**Task to complete**. Print, exactly as they appear in the listing below, the lines from the line with "self.context.reset();" to the line with "pub fn g_score(&self, point: &Point)", with both end lines kept.

____ Dataset extract

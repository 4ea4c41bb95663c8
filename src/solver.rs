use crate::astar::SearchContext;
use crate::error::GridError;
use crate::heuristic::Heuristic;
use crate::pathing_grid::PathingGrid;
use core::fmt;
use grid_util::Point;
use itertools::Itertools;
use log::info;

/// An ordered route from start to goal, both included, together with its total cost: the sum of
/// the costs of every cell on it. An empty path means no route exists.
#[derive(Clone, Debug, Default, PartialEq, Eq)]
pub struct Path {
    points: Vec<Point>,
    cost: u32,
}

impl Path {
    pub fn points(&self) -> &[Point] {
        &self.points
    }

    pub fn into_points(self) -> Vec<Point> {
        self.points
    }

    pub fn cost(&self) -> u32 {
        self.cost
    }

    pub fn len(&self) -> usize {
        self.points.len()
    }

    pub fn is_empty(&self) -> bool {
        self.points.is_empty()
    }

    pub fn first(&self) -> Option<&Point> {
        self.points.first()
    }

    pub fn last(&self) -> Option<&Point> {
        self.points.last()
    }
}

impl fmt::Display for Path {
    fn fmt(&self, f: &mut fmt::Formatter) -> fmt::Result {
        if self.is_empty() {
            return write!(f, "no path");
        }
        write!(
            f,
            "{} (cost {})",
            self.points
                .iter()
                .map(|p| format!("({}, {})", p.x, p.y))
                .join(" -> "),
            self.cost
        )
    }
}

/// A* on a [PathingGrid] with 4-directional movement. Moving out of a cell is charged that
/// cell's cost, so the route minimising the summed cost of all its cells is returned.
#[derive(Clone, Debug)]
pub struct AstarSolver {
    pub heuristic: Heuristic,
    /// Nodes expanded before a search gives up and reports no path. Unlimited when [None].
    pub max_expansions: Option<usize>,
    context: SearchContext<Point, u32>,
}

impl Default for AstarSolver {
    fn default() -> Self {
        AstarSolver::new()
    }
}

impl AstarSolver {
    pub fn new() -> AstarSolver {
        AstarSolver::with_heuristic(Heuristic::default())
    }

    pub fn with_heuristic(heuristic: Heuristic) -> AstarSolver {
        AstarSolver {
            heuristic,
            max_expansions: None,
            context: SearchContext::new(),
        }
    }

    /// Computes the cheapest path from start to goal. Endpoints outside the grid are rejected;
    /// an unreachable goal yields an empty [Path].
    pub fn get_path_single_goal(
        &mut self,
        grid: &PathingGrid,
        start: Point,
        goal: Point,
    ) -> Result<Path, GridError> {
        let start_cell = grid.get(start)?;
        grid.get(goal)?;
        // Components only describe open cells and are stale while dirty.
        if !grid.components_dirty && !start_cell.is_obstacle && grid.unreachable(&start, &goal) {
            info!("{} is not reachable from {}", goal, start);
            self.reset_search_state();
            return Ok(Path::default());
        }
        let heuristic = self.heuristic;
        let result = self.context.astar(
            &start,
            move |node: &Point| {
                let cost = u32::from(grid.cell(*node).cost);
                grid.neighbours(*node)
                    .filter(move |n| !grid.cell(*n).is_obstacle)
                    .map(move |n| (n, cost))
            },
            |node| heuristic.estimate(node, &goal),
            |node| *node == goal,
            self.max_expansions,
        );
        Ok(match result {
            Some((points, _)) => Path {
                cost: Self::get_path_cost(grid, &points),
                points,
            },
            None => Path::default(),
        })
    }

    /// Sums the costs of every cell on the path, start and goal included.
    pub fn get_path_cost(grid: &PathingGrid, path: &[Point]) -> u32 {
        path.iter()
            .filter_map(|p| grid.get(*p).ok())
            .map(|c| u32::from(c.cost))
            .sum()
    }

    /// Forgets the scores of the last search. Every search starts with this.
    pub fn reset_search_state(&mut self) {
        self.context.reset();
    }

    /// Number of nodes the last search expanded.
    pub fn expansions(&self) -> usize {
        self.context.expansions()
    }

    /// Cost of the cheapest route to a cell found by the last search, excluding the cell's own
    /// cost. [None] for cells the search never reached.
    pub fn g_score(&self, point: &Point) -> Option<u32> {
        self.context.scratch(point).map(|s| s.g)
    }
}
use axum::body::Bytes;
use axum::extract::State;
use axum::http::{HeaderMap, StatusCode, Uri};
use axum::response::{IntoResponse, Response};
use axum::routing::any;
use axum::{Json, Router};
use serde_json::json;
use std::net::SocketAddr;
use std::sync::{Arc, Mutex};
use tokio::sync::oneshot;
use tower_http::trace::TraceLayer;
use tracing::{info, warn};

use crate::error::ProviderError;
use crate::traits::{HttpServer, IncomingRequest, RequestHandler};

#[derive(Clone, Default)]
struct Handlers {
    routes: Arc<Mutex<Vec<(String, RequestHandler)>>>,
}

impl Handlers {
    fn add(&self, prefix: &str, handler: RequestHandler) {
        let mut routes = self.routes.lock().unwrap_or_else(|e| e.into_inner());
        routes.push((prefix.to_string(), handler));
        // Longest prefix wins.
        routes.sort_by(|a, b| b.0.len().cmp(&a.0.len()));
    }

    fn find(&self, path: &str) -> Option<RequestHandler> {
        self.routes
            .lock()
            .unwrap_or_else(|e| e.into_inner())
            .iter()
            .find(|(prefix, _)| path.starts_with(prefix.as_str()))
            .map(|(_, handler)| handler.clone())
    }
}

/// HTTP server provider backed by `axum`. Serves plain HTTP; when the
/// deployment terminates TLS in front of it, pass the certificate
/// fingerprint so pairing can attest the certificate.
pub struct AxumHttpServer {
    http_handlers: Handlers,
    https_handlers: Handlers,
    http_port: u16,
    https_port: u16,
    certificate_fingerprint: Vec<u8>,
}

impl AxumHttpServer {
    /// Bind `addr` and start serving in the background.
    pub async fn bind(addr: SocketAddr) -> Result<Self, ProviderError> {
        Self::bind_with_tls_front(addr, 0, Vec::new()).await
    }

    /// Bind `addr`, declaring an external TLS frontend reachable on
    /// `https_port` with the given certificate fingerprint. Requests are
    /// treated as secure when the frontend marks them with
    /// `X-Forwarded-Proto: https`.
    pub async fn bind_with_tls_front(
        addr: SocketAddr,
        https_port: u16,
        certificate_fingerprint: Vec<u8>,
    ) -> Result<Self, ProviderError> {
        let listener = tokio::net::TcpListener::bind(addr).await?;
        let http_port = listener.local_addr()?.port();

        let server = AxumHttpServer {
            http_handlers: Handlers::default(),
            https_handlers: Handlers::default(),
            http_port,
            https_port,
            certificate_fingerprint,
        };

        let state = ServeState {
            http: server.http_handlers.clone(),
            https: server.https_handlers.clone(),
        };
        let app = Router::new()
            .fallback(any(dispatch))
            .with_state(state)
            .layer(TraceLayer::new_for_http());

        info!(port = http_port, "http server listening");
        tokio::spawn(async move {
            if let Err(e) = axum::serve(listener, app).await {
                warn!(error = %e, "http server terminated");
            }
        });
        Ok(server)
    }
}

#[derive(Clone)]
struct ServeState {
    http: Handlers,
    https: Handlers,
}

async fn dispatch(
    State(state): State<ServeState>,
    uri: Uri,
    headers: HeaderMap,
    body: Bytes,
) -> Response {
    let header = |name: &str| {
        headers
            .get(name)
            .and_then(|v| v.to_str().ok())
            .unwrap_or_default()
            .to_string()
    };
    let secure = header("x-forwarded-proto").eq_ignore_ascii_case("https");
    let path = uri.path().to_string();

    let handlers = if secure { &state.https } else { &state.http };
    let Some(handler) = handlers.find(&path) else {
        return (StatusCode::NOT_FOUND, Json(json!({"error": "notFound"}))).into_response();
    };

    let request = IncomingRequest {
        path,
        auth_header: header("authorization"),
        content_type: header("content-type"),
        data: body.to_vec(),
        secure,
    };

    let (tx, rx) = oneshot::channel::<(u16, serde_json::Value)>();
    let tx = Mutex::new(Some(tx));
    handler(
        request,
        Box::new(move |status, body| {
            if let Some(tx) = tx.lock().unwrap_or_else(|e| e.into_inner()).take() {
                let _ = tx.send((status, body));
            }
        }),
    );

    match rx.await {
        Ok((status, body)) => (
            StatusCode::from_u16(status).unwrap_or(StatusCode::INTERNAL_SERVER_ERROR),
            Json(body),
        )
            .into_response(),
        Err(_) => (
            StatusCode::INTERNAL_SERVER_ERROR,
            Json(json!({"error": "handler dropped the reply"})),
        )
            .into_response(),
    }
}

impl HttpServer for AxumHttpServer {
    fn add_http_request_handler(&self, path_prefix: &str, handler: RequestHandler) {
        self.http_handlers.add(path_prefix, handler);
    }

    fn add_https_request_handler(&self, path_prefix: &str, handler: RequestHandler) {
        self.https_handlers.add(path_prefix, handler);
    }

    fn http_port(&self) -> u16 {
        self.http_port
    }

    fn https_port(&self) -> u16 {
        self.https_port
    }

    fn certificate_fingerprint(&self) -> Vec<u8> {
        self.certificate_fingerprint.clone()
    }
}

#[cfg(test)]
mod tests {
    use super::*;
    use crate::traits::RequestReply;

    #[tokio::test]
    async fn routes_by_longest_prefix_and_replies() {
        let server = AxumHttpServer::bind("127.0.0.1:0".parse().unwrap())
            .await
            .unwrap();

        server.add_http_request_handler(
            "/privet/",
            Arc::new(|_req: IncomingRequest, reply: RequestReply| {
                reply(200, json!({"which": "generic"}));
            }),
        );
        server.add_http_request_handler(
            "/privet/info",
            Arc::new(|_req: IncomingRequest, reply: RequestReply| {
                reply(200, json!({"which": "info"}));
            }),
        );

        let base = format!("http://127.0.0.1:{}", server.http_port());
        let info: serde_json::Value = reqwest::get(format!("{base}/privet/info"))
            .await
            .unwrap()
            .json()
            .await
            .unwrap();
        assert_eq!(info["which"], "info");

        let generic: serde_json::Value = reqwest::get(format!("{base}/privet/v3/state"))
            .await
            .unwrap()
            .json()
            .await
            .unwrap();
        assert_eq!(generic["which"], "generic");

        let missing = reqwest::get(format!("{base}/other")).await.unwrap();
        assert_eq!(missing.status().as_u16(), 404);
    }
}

________

**Output for this exercise**.
        self.context.reset();
    }

    /// Number of nodes the last search expanded.
    pub fn expansions(&self) -> usize {
        self.context.expansions()
    }

    /// Cost of the cheapest route to a cell found by the last search, excluding the cell's own
    /// cost. [None] for cells the search never reached.
    pub fn g_score(&self, point: &Point) -> Option<u32> {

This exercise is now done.